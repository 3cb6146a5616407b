//! Prometheus metrics for the consistency engine.
//!
//! Every [`EngineMetrics`] owns its own [`Registry`], so several engines in
//! one process (or one test binary) never collide on metric names.

use std::collections::BTreeMap;

use prometheus::{
    Encoder, Histogram, HistogramOpts, IntCounter, Opts, Registry, TextEncoder,
};
use serde::Serialize;
use thiserror::Error;

/// Latency buckets for cache and store operations (seconds).
/// Covers: 0.1ms to 2.5s.
const OPERATION_LATENCY_BUCKETS: &[f64] = &[
    0.0001, 0.0005, 0.001, 0.0025, 0.005, 0.010, 0.025, 0.050, 0.100, 0.250, 0.500, 1.0, 2.5,
];

/// Inconsistency window buckets (seconds).
/// Covers: 1ms to 60s; consumer lag can be large when a consumer restarts.
const WINDOW_BUCKETS: &[f64] = &[
    0.001, 0.005, 0.010, 0.025, 0.050, 0.100, 0.250, 0.500, 1.0, 2.5, 5.0, 10.0, 30.0, 60.0,
];

#[derive(Debug, Error)]
pub enum MetricsError {
    #[error("Failed to register {name}: {reason}")]
    Register { name: &'static str, reason: String },

    #[error("Failed to encode metrics: {0}")]
    Encode(String),
}

/// Container for all engine metrics.
#[derive(Clone)]
pub struct EngineMetrics {
    registry: Registry,

    /// Reads served from a live cache entry
    pub cache_hits: IntCounter,
    /// Reads that fell through to the store while the cache was in use
    pub cache_misses: IntCounter,
    /// Reads served straight from the store because caching is off
    pub cache_bypass: IntCounter,
    /// Sampled cache hits whose version differed from the store
    pub stale_reads_detected: IntCounter,
    pub invalidations_sent: IntCounter,
    pub invalidations_received: IntCounter,
    pub invalidation_publish_failures: IntCounter,
    pub invalidation_decode_failures: IntCounter,
    /// Optimistic-lock rejections, counted per attempt
    pub write_conflicts: IntCounter,
    pub writes_committed: IntCounter,

    pub read_latency_seconds: Histogram,
    pub write_latency_seconds: Histogram,
    /// Delay between event creation and its consumption
    pub inconsistency_window_seconds: Histogram,
}

impl std::fmt::Debug for EngineMetrics {
    fn fmt(&self, f: &mut std::fmt::Formatter<'_>) -> std::fmt::Result {
        f.debug_struct("EngineMetrics")
            .field("snapshot", &self.snapshot())
            .finish()
    }
}

fn counter(registry: &Registry, name: &'static str, help: &str) -> Result<IntCounter, MetricsError> {
    let counter = IntCounter::with_opts(Opts::new(name, help)).map_err(|e| {
        MetricsError::Register {
            name,
            reason: e.to_string(),
        }
    })?;
    registry
        .register(Box::new(counter.clone()))
        .map_err(|e| MetricsError::Register {
            name,
            reason: e.to_string(),
        })?;
    Ok(counter)
}

fn histogram(
    registry: &Registry,
    name: &'static str,
    help: &str,
    buckets: &[f64],
) -> Result<Histogram, MetricsError> {
    let histogram = Histogram::with_opts(HistogramOpts::new(name, help).buckets(buckets.to_vec()))
        .map_err(|e| MetricsError::Register {
            name,
            reason: e.to_string(),
        })?;
    registry
        .register(Box::new(histogram.clone()))
        .map_err(|e| MetricsError::Register {
            name,
            reason: e.to_string(),
        })?;
    Ok(histogram)
}

impl EngineMetrics {
    /// Create all metrics in a fresh registry whose names carry the `plumb_` prefix.
    pub fn new() -> Result<Self, MetricsError> {
        let registry = Registry::new_custom(Some("plumb".to_string()), None).map_err(|e| {
            MetricsError::Register {
                name: "registry",
                reason: e.to_string(),
            }
        })?;

        Ok(Self {
            cache_hits: counter(&registry, "cache_hits", "Reads served from the cache")?,
            cache_misses: counter(&registry, "cache_misses", "Reads that missed the cache")?,
            cache_bypass: counter(
                &registry,
                "cache_bypass",
                "Reads served from the store with caching disabled",
            )?,
            stale_reads_detected: counter(
                &registry,
                "stale_reads_detected",
                "Sampled cache hits older than the stored version",
            )?,
            invalidations_sent: counter(
                &registry,
                "invalidations_sent",
                "Invalidation events published",
            )?,
            invalidations_received: counter(
                &registry,
                "invalidations_received",
                "Invalidation events consumed and applied",
            )?,
            invalidation_publish_failures: counter(
                &registry,
                "invalidation_publish_failures",
                "Invalidation events that could not be published",
            )?,
            invalidation_decode_failures: counter(
                &registry,
                "invalidation_decode_failures",
                "Bus payloads that did not decode as invalidation events",
            )?,
            write_conflicts: counter(
                &registry,
                "write_conflicts",
                "Optimistic-lock version conflicts",
            )?,
            writes_committed: counter(&registry, "writes_committed", "Committed store writes")?,
            read_latency_seconds: histogram(
                &registry,
                "read_latency_seconds",
                "Read latency in seconds",
                OPERATION_LATENCY_BUCKETS,
            )?,
            write_latency_seconds: histogram(
                &registry,
                "write_latency_seconds",
                "Write latency in seconds, retries included",
                OPERATION_LATENCY_BUCKETS,
            )?,
            inconsistency_window_seconds: histogram(
                &registry,
                "inconsistency_window_seconds",
                "Delay between invalidation event creation and consumption",
                WINDOW_BUCKETS,
            )?,
            registry,
        })
    }

    pub fn registry(&self) -> &Registry {
        &self.registry
    }

    /// Current value of every metric as plain numbers.
    pub fn snapshot(&self) -> MetricsSnapshot {
        MetricsSnapshot {
            cache_hits: self.cache_hits.get(),
            cache_misses: self.cache_misses.get(),
            cache_bypass: self.cache_bypass.get(),
            stale_reads_detected: self.stale_reads_detected.get(),
            invalidations_sent: self.invalidations_sent.get(),
            invalidations_received: self.invalidations_received.get(),
            invalidation_publish_failures: self.invalidation_publish_failures.get(),
            invalidation_decode_failures: self.invalidation_decode_failures.get(),
            write_conflicts: self.write_conflicts.get(),
            writes_committed: self.writes_committed.get(),
            read_latency: HistogramSummary::of(&self.read_latency_seconds),
            write_latency: HistogramSummary::of(&self.write_latency_seconds),
            inconsistency_window: HistogramSummary::of(&self.inconsistency_window_seconds),
        }
    }

    /// Flatten every metric into individually labelled samples.
    ///
    /// Counters yield one sample; histograms yield a `count` and a `sum`
    /// sample distinguished by the `statistic` label.
    pub fn samples(&self) -> Vec<MetricSample> {
        let counters = [
            ("cache_hits", &self.cache_hits),
            ("cache_misses", &self.cache_misses),
            ("cache_bypass", &self.cache_bypass),
            ("stale_reads_detected", &self.stale_reads_detected),
            ("invalidations_sent", &self.invalidations_sent),
            ("invalidations_received", &self.invalidations_received),
            ("invalidation_publish_failures", &self.invalidation_publish_failures),
            ("invalidation_decode_failures", &self.invalidation_decode_failures),
            ("write_conflicts", &self.write_conflicts),
            ("writes_committed", &self.writes_committed),
        ];
        let histograms = [
            ("read_latency_seconds", &self.read_latency_seconds),
            ("write_latency_seconds", &self.write_latency_seconds),
            ("inconsistency_window_seconds", &self.inconsistency_window_seconds),
        ];

        let mut samples: Vec<MetricSample> = counters
            .into_iter()
            .map(|(name, c)| MetricSample::new(name, None, c.get() as f64))
            .collect();

        for (name, h) in histograms {
            samples.push(MetricSample::new(name, Some("count"), h.get_sample_count() as f64));
            samples.push(MetricSample::new(name, Some("sum"), h.get_sample_sum()));
        }
        samples
    }

    /// Render the registry in the Prometheus text exposition format.
    pub fn encode_text(&self) -> Result<String, MetricsError> {
        let encoder = TextEncoder::new();
        let metric_families = self.registry.gather();
        let mut buffer = Vec::new();
        encoder
            .encode(&metric_families, &mut buffer)
            .map_err(|e| MetricsError::Encode(e.to_string()))?;
        String::from_utf8(buffer).map_err(|e| MetricsError::Encode(e.to_string()))
    }
}

/// One labelled measurement.
#[derive(Debug, Clone, PartialEq, Serialize)]
pub struct MetricSample {
    pub metric: String,
    pub labels: BTreeMap<String, String>,
    pub value: f64,
}

impl MetricSample {
    fn new(metric: &str, statistic: Option<&str>, value: f64) -> Self {
        let mut labels = BTreeMap::new();
        if let Some(statistic) = statistic {
            labels.insert("statistic".to_string(), statistic.to_string());
        }
        Self {
            metric: metric.to_string(),
            labels,
            value,
        }
    }
}

#[derive(Debug, Clone, Copy, Default, PartialEq, Serialize)]
pub struct HistogramSummary {
    pub count: u64,
    pub sum_seconds: f64,
}

impl HistogramSummary {
    fn of(histogram: &Histogram) -> Self {
        Self {
            count: histogram.get_sample_count(),
            sum_seconds: histogram.get_sample_sum(),
        }
    }
}

/// Snapshot of engine metrics at a point in time.
#[derive(Debug, Clone, Default, PartialEq, Serialize)]
pub struct MetricsSnapshot {
    pub cache_hits: u64,
    pub cache_misses: u64,
    pub cache_bypass: u64,
    pub stale_reads_detected: u64,
    pub invalidations_sent: u64,
    pub invalidations_received: u64,
    pub invalidation_publish_failures: u64,
    pub invalidation_decode_failures: u64,
    pub write_conflicts: u64,
    pub writes_committed: u64,
    pub read_latency: HistogramSummary,
    pub write_latency: HistogramSummary,
    pub inconsistency_window: HistogramSummary,
}

#[cfg(test)]
mod tests {
    use super::*;

    #[test]
    fn test_instances_are_isolated() {
        let a = EngineMetrics::new().unwrap();
        let b = EngineMetrics::new().unwrap();
        a.cache_hits.inc();
        assert_eq!(a.snapshot().cache_hits, 1);
        assert_eq!(b.snapshot().cache_hits, 0);
    }

    #[test]
    fn test_encode_text_uses_prefix() {
        let metrics = EngineMetrics::new().unwrap();
        metrics.writes_committed.inc();
        metrics.read_latency_seconds.observe(0.002);

        let text = metrics.encode_text().unwrap();
        assert!(text.contains("plumb_writes_committed 1"));
        assert!(text.contains("plumb_read_latency_seconds_count 1"));
    }

    #[test]
    fn test_samples_cover_counters_and_histograms() {
        let metrics = EngineMetrics::new().unwrap();
        metrics.inconsistency_window_seconds.observe(0.5);

        let samples = metrics.samples();
        assert_eq!(samples.len(), 10 + 3 * 2);

        let window_sum = samples
            .iter()
            .find(|s| {
                s.metric == "inconsistency_window_seconds"
                    && s.labels.get("statistic").map(String::as_str) == Some("sum")
            })
            .unwrap();
        assert!((window_sum.value - 0.5).abs() < f64::EPSILON);
    }
}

Work instruction: Repeat every line exactly, starting with the first line of the entries, and stop once the line containing "caching is off" has been given.

Answer box:
repository 3cb6146a5616407b
//! Prometheus metrics for the consistency engine.
//!
//! Every [`EngineMetrics`] owns its own [`Registry`], so several engines in
//! one process (or one test binary) never collide on metric names.

use std::collections::BTreeMap;

use prometheus::{
    Encoder, Histogram, HistogramOpts, IntCounter, Opts, Registry, TextEncoder,
};
use serde::Serialize;
use thiserror::Error;

/// Latency buckets for cache and store operations (seconds).
/// Covers: 0.1ms to 2.5s.
const OPERATION_LATENCY_BUCKETS: &[f64] = &[
    0.0001, 0.0005, 0.001, 0.0025, 0.005, 0.010, 0.025, 0.050, 0.100, 0.250, 0.500, 1.0, 2.5,
];

/// Inconsistency window buckets (seconds).
/// Covers: 1ms to 60s; consumer lag can be large when a consumer restarts.
const WINDOW_BUCKETS: &[f64] = &[
    0.001, 0.005, 0.010, 0.025, 0.050, 0.100, 0.250, 0.500, 1.0, 2.5, 5.0, 10.0, 30.0, 60.0,
];

#[derive(Debug, Error)]
pub enum MetricsError {
    #[error("Failed to register {name}: {reason}")]
    Register { name: &'static str, reason: String },

    #[error("Failed to encode metrics: {0}")]
    Encode(String),
}

/// Container for all engine metrics.
#[derive(Clone)]
pub struct EngineMetrics {
    registry: Registry,

    /// Reads served from a live cache entry
    pub cache_hits: IntCounter,
    /// Reads that fell through to the store while the cache was in use
    pub cache_misses: IntCounter,
    /// Reads served straight from the store because caching is off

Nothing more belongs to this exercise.